Shugart family papers, including documentation of the Underground Railroad, 1838-81. Sold for $100,000. (image courtesy Swann Galleries)

A Swann Galleries sale of Printed & Manuscript Americana included several archival documents pertaining to American slavery, selling for a total receipt of $1,054,311. The top lot was a collection of “Records of the Dickinson & Shrewsbury salt works, including extensive slave labor correspondence” which sold for $173,000. According to materials provided by Swann, the archive is notable “for its thorough documentation… for the literally thousands of documents relating to the enslaved people who operated its furnaces and wagons… [and] for the plant’s numerous connections to Booker T. Washington, who lived near the salt works after abolition.” The runner-up price-wise was a 63-item archive of “Shugart family papers including documentation on the Underground Railroad,” which sold for $100,000 and outlined, among other activities, details of the 107 passengers Zachariah Taylor Shugart helped from 1841-43.

The Sotheby’s London Contemporary Art Evening Auction on October 3 reached a total sales receipt of £54,386,250 (~$67,106,650) with multiple seven- and eight-figure sales represented. Banksy’s monumental painting “Devolved Parliament” (2009), sold for £9,879,500 (~$12,142,893), setting an auction record for the artist. “Shame I didn’t still own it,” the artist wrote on Instagram in response.

A Sotheby’s sale of Contemporary Art Online reached a final ticket of $3,139,625. The top lots: Richard Hambleton‘s painting “Shadowman” (1987), which sold for $200,000.

The Sotheby’s sale of Classic Photographs hit a ceiling of $2,382,250 and featured works from the likes of Robert Mapplethorpe, Man Ray, Richard Avedon, and more.

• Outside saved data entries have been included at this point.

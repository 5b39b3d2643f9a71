//! # lingo-core — Data model and reconciliation for Lingo
//!
//! Everything here is synchronous and free of I/O.
//!
//! ## Modules
//!
//! - [`model`] — text node snapshots, remote records, change sets
//! - [`namespace`] — default-namespace normalization
//! - [`diff`] — push and pull diff engines
//! - [`document`] — in-memory document tree with per-node linkage
//! - [`settings`] — global / document / page settings and their merge

pub mod diff;
pub mod document;
pub mod model;
pub mod namespace;
pub mod settings;

pub use diff::{compute_pull_changes, compute_push_changes, DiffError, KeyMatching};
pub use document::{
    Document, DocumentError, FontName, FrameInfo, FrameLayer, Layer, Page, Rect, TextLayer,
};
pub use model::{
    KeyChange, KeyRef, NodeLinkage, PullChanges, PushChanges, TextNode, TranslationRecord,
};
pub use namespace::{compare_ns, normalize_ns};
pub use settings::{
    DocumentSettings, GlobalSettings, PageSettings, PluginConfig, SettingsError,
};
//! Namespace normalization.
//!
//! `None` and `""` both denote the default namespace.

/// Collapse the empty namespace into `None`.
#[inline]
pub fn normalize_ns(ns: Option<&str>) -> Option<&str> {
    ns.filter(|ns| !ns.is_empty())
}

/// Compare two optional namespaces, treating `None` and `""` as equal.
#[inline]
pub fn compare_ns(a: Option<&str>, b: Option<&str>) -> bool {
    normalize_ns(a) == normalize_ns(b)
}

#[cfg(test)]
mod tests {
    use super::*;

    const SAMPLES: [Option<&str>; 5] = [None, Some(""), Some("x"), Some("y"), Some("auth")];

    #[test]
    fn test_default_namespace_equivalence() {
        assert!(compare_ns(None, Some("")));
        assert!(compare_ns(Some(""), None));
        assert!(compare_ns(None, None));
        assert!(compare_ns(Some(""), Some("")));
    }

    #[test]
    fn test_named_namespaces() {
        assert!(compare_ns(Some("x"), Some("x")));
        assert!(!compare_ns(Some("x"), Some("y")));
        assert!(!compare_ns(Some("x"), None));
        assert!(!compare_ns(Some(""), Some("x")));
    }

    #[test]
    fn test_symmetry() {
        for a in SAMPLES {
            for b in SAMPLES {
                assert_eq!(compare_ns(a, b), compare_ns(b, a), "{a:?} vs {b:?}");
            }
        }
    }

    #[test]
    fn test_reflexive_after_normalization() {
        for a in SAMPLES {
            assert!(compare_ns(a, a));
            assert!(compare_ns(a, normalize_ns(a)));
        }
    }
}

Of those, Walker Evans’ photo of “Floyd Burroughs, A Cotton Sharecropper, Hale County, Alabama” (1936) topped the lots, selling for $150,000.

Eric Vilas-Boas is the former managing editor of Hyperallergic. He has previously worked at Thrillist, Esquire, SPIN, Donorschoose.org, and his writing has appeared at Vulture, Slashfilm, Lit Hub, Paste,...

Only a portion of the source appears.